> **EXERCISE BRIEF**
Each line of the material should be retyped without alteration.

> **SUPPLIED DATA**
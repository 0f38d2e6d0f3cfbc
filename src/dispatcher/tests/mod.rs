//! Unit tests for the dispatcher.

mod launcher_tests;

> **RESULT**
repository 0f38d2e6d0f3cfbc
filename src/dispatcher/tests/mod.rs
//! Unit tests for the dispatcher.

mod launcher_tests;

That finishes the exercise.